<<<<
//! In-memory annotation store for an editing session.
//!
//! While an entry is open for editing, this store is the single source of
//! truth for which annotations exist. It is hydrated from the mark
//! codec's decode step on load and diffed against the previously
//! persisted rows on save (see [`reconcile`]).
//!
//! Annotations are only ever created here, in an active editing session;
//! `anchored_text` is snapshotted once at creation and never re-derived
//! from the document afterwards.

use std::collections::HashSet;
use std::ops::Range;

use chrono::{DateTime, Utc};
use serde::{Deserialize, Serialize};
use tracing::debug;
use uuid::Uuid;

use crate::defaults::MAX_COMMENT_CHARS;
use crate::marks::{DecodedDocument, DocumentModel, MarkedSpan};
use crate::models::AnnotationRow;
use crate::selection::Selection;

/// A session annotation: the persisted fields plus the span it is
/// anchored to in the live document text.
#[derive(Debug, Clone, PartialEq, Eq, Serialize, Deserialize)]
pub struct Annotation {
    pub id: Uuid,
    pub comment: String,
    /// Snapshot of the selected text at creation time.
    pub anchored_text: String,
    /// Byte range into the session's document text.
    pub range: Range<usize>,
    pub created_at: DateTime<Utc>,
}

impl Annotation {
    /// The span this annotation contributes to the mark codec.
    pub fn to_span(&self) -> MarkedSpan {
        MarkedSpan {
            id: self.id,
            comment: self.comment.clone(),
            range: self.range.clone(),
        }
    }

    /// The persisted row this annotation maps to.
    pub fn to_row(&self, entry_id: Uuid) -> AnnotationRow {
        AnnotationRow {
            id: self.id,
            entry_id,
            comment: self.comment.clone(),
            selected_text: self.anchored_text.clone(),
            created_at: self.created_at,
        }
    }
}

/// The annotation create/delete operations one save must apply.
#[derive(Debug, Clone, Default, PartialEq, Eq)]
pub struct ReconcilePlan {
    /// In memory but not yet persisted.
    pub to_create: Vec<Annotation>,
    /// Persisted but no longer in memory.
    pub to_delete: Vec<Uuid>,
}

impl ReconcilePlan {
    pub fn is_empty(&self) -> bool {
        self.to_create.is_empty() && self.to_delete.is_empty()
    }
}

/// Set difference by id between the previously persisted rows and the
/// current in-memory annotations.
///
/// Pure and recomputable: it must run before any persistence write, so a
/// mid-save failure leaves both sets intact and the same plan falls out
/// of a retry. Annotations present on both sides are untouched (there is
/// no comment-edit path once created).
pub fn reconcile(persisted: &[AnnotationRow], current: &[Annotation]) -> ReconcilePlan {
    let persisted_ids: HashSet<Uuid> = persisted.iter().map(|row| row.id).collect();
    let current_ids: HashSet<Uuid> = current.iter().map(|a| a.id).collect();

    let to_create = current
        .iter()
        .filter(|a| !persisted_ids.contains(&a.id))
        .cloned()
        .collect();
    let to_delete = persisted
        .iter()
        .filter(|row| !current_ids.contains(&row.id))
        .map(|row| row.id)
        .collect();

    ReconcilePlan {
        to_create,
        to_delete,
    }
}

// =============================================================================
// ANNOTATION STORE
// =============================================================================

/// Per-session annotation store, kept in document order (by span start).
#[derive(Debug, Clone, Default)]
pub struct AnnotationStore {
    annotations: Vec<Annotation>,
}

impl AnnotationStore {
    pub fn new() -> Self {
        Self::default()
    }

    /// Rebuild a store from the mark codec's decode output. Order comes
    /// from the document, not from insertion.
    pub fn hydrate(decoded: &DecodedDocument, persisted: &[AnnotationRow]) -> Self {
        let annotations = decoded
            .model
            .marks
            .iter()
            .map(|span| Annotation {
                id: span.id,
                comment: span.comment.clone(),
                anchored_text: decoded.model.anchored_text(span).to_string(),
                range: span.range.clone(),
                // created_at is immutable once persisted; fresh markers
                // without a row get stamped now and keep it through save.
                created_at: persisted
                    .iter()
                    .find(|row| row.id == span.id)
                    .map(|row| row.created_at)
                    .unwrap_or_else(Utc::now),
            })
            .collect();
        Self { annotations }
    }

    /// Create an annotation over a settled selection.
    ///
    /// Declines (returns `None`, mutating nothing) when the trimmed
    /// comment is empty or oversized, or when the selection intersects an
    /// existing annotation's span — overlapping highlights are rejected
    /// rather than nested.
    pub fn create(&mut self, selection: &Selection, comment: &str) -> Option<&Annotation> {
        self.create_with_id(Uuid::now_v7(), selection, comment)
    }

    /// Create with a caller-supplied id (promoting an annotation carried
    /// over from a prior session or a temporary pre-save entry).
    pub fn create_with_id(
        &mut self,
        id: Uuid,
        selection: &Selection,
        comment: &str,
    ) -> Option<&Annotation> {
        let comment = comment.trim();
        if comment.is_empty() || comment.chars().count() > MAX_COMMENT_CHARS {
            return None;
        }
        if self.annotations.iter().any(|a| a.id == id) {
            return None;
        }
        if self.overlaps(&selection.range()) {
            debug!(
                subsystem = "core",
                component = "annotations",
                op = "create",
                annotation_id = %id,
                "Selection overlaps an existing annotation, declining"
            );
            return None;
        }

        let annotation = Annotation {
            id,
            comment: comment.to_string(),
            anchored_text: selection.text.clone(),
            range: selection.range(),
            created_at: Utc::now(),
        };

        let pos = self
            .annotations
            .partition_point(|a| a.range.start < annotation.range.start);
        self.annotations.insert(pos, annotation);
        Some(&self.annotations[pos])
    }

    /// Remove an annotation by id. Idempotent: unknown ids are a no-op.
    pub fn delete(&mut self, id: Uuid) -> bool {
        let before = self.annotations.len();
        self.annotations.retain(|a| a.id != id);
        self.annotations.len() != before
    }

    /// Current annotations, in document order.
    pub fn list(&self) -> &[Annotation] {
        &self.annotations
    }

    pub fn get(&self, id: Uuid) -> Option<&Annotation> {
        self.annotations.iter().find(|a| a.id == id)
    }

    pub fn len(&self) -> usize {
        self.annotations.len()
    }

    pub fn is_empty(&self) -> bool {
        self.annotations.is_empty()
    }

    /// Project the store onto a plain text into a codec document model.
    pub fn to_model(&self, text: &str) -> DocumentModel {
        DocumentModel {
            text: text.to_string(),
            marks: self.annotations.iter().map(Annotation::to_span).collect(),
        }
    }

    fn overlaps(&self, range: &Range<usize>) -> bool {
        self.annotations
            .iter()
            .any(|a| range.start < a.range.end && a.range.start < range.end)
    }
}

// =============================================================================
// SAVE GATE
// =============================================================================

/// Guards against overlapping save submissions for one editing session.
///
/// Persistence is async relative to the UI; a second "Save" while one is
/// in flight must not start a second reconcile/write sequence against the
/// same entry.
#[derive(Debug, Default)]
pub struct SaveGate {
    in_flight: bool,
}

impl SaveGate {
    pub fn new() -> Self {
        Self::default()
    }

    /// Try to begin a save. Returns false if one is already in flight.
    pub fn begin(&mut self) -> bool {
        if self.in_flight {
            return false;
        }
        self.in_flight = true;
        true
    }

    /// Mark the in-flight save as settled (success or failure).
    pub fn finish(&mut self) {
        self.in_flight = false;
    }

    pub fn is_saving(&self) -> bool {
        self.in_flight
    }
}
>>>>
[What is expected] Restate every entry above exactly as it stands.

[Task result]
//! In-memory annotation store for an editing session.
//!
//! While an entry is open for editing, this store is the single source of
//! truth for which annotations exist. It is hydrated from the mark
//! codec's decode step on load and diffed against the previously
//! persisted rows on save (see [`reconcile`]).
//!
//! Annotations are only ever created here, in an active editing session;
//! `anchored_text` is snapshotted once at creation and never re-derived
//! from the document afterwards.

use std::collections::HashSet;
use std::ops::Range;

use chrono::{DateTime, Utc};
use serde::{Deserialize, Serialize};
use tracing::debug;
use uuid::Uuid;

use crate::defaults::MAX_COMMENT_CHARS;
use crate::marks::{DecodedDocument, DocumentModel, MarkedSpan};
use crate::models::AnnotationRow;
use crate::selection::Selection;

/// A session annotation: the persisted fields plus the span it is
/// anchored to in the live document text.
#[derive(Debug, Clone, PartialEq, Eq, Serialize, Deserialize)]
pub struct Annotation {
    pub id: Uuid,
    pub comment: String,
    /// Snapshot of the selected text at creation time.
    pub anchored_text: String,
    /// Byte range into the session's document text.
    pub range: Range<usize>,
    pub created_at: DateTime<Utc>,
}

impl Annotation {
    /// The span this annotation contributes to the mark codec.
    pub fn to_span(&self) -> MarkedSpan {
        MarkedSpan {
            id: self.id,
            comment: self.comment.clone(),
            range: self.range.clone(),
        }
    }

    /// The persisted row this annotation maps to.
    pub fn to_row(&self, entry_id: Uuid) -> AnnotationRow {
        AnnotationRow {
            id: self.id,
            entry_id,
            comment: self.comment.clone(),
            selected_text: self.anchored_text.clone(),
            created_at: self.created_at,
        }
    }
}

/// The annotation create/delete operations one save must apply.
#[derive(Debug, Clone, Default, PartialEq, Eq)]
pub struct ReconcilePlan {
    /// In memory but not yet persisted.
    pub to_create: Vec<Annotation>,
    /// Persisted but no longer in memory.
    pub to_delete: Vec<Uuid>,
}

impl ReconcilePlan {
    pub fn is_empty(&self) -> bool {
        self.to_create.is_empty() && self.to_delete.is_empty()
    }
}

/// Set difference by id between the previously persisted rows and the
/// current in-memory annotations.
///
/// Pure and recomputable: it must run before any persistence write, so a
/// mid-save failure leaves both sets intact and the same plan falls out
/// of a retry. Annotations present on both sides are untouched (there is
/// no comment-edit path once created).
pub fn reconcile(persisted: &[AnnotationRow], current: &[Annotation]) -> ReconcilePlan {
    let persisted_ids: HashSet<Uuid> = persisted.iter().map(|row| row.id).collect();
    let current_ids: HashSet<Uuid> = current.iter().map(|a| a.id).collect();

    let to_create = current
        .iter()
        .filter(|a| !persisted_ids.contains(&a.id))
        .cloned()
        .collect();
    let to_delete = persisted
        .iter()
        .filter(|row| !current_ids.contains(&row.id))
        .map(|row| row.id)
        .collect();

    ReconcilePlan {
        to_create,
        to_delete,
    }
}

// =============================================================================
// ANNOTATION STORE
// =============================================================================

/// Per-session annotation store, kept in document order (by span start).
#[derive(Debug, Clone, Default)]
pub struct AnnotationStore {
    annotations: Vec<Annotation>,
}

impl AnnotationStore {
    pub fn new() -> Self {
        Self::default()
    }

    /// Rebuild a store from the mark codec's decode output. Order comes
    /// from the document, not from insertion.
    pub fn hydrate(decoded: &DecodedDocument, persisted: &[AnnotationRow]) -> Self {
        let annotations = decoded
            .model
            .marks
            .iter()
            .map(|span| Annotation {
                id: span.id,
                comment: span.comment.clone(),
                anchored_text: decoded.model.anchored_text(span).to_string(),
                range: span.range.clone(),
                // created_at is immutable once persisted; fresh markers
                // without a row get stamped now and keep it through save.
                created_at: persisted
                    .iter()
                    .find(|row| row.id == span.id)
                    .map(|row| row.created_at)
                    .unwrap_or_else(Utc::now),
            })
            .collect();
        Self { annotations }
    }

    /// Create an annotation over a settled selection.
    ///
    /// Declines (returns `None`, mutating nothing) when the trimmed
    /// comment is empty or oversized, or when the selection intersects an
    /// existing annotation's span — overlapping highlights are rejected
    /// rather than nested.
    pub fn create(&mut self, selection: &Selection, comment: &str) -> Option<&Annotation> {
        self.create_with_id(Uuid::now_v7(), selection, comment)
    }

    /// Create with a caller-supplied id (promoting an annotation carried
    /// over from a prior session or a temporary pre-save entry).
    pub fn create_with_id(
        &mut self,
        id: Uuid,
        selection: &Selection,
        comment: &str,
    ) -> Option<&Annotation> {
        let comment = comment.trim();
        if comment.is_empty() || comment.chars().count() > MAX_COMMENT_CHARS {
            return None;
        }
        if self.annotations.iter().any(|a| a.id == id) {
            return None;
        }
        if self.overlaps(&selection.range()) {
            debug!(
                subsystem = "core",
                component = "annotations",
                op = "create",
                annotation_id = %id,
                "Selection overlaps an existing annotation, declining"
            );
            return None;
        }

        let annotation = Annotation {
            id,
            comment: comment.to_string(),
            anchored_text: selection.text.clone(),
            range: selection.range(),
            created_at: Utc::now(),
        };

        let pos = self
            .annotations
            .partition_point(|a| a.range.start < annotation.range.start);
        self.annotations.insert(pos, annotation);
        Some(&self.annotations[pos])
    }

    /// Remove an annotation by id. Idempotent: unknown ids are a no-op.
    pub fn delete(&mut self, id: Uuid) -> bool {
        let before = self.annotations.len();
        self.annotations.retain(|a| a.id != id);
        self.annotations.len() != before
    }

    /// Current annotations, in document order.
    pub fn list(&self) -> &[Annotation] {
        &self.annotations
    }

    pub fn get(&self, id: Uuid) -> Option<&Annotation> {
        self.annotations.iter().find(|a| a.id == id)
    }

    pub fn len(&self) -> usize {
        self.annotations.len()
    }

    pub fn is_empty(&self) -> bool {
        self.annotations.is_empty()
    }

    /// Project the store onto a plain text into a codec document model.
    pub fn to_model(&self, text: &str) -> DocumentModel {
        DocumentModel {
            text: text.to_string(),
            marks: self.annotations.iter().map(Annotation::to_span).collect(),
        }
    }

    fn overlaps(&self, range: &Range<usize>) -> bool {
        self.annotations
            .iter()
            .any(|a| range.start < a.range.end && a.range.start < range.end)
    }
}

// =============================================================================
// SAVE GATE
// =============================================================================

/// Guards against overlapping save submissions for one editing session.
///
/// Persistence is async relative to the UI; a second "Save" while one is
/// in flight must not start a second reconcile/write sequence against the
/// same entry.
#[derive(Debug, Default)]
pub struct SaveGate {
    in_flight: bool,
}

impl SaveGate {
    pub fn new() -> Self {
        Self::default()
    }

    /// Try to begin a save. Returns false if one is already in flight.
    pub fn begin(&mut self) -> bool {
        if self.in_flight {
            return false;
        }
        self.in_flight = true;
        true
    }

    /// Mark the in-flight save as settled (success or failure).
    pub fn finish(&mut self) {
        self.in_flight = false;
    }

    pub fn is_saving(&self) -> bool {
        self.in_flight
    }
}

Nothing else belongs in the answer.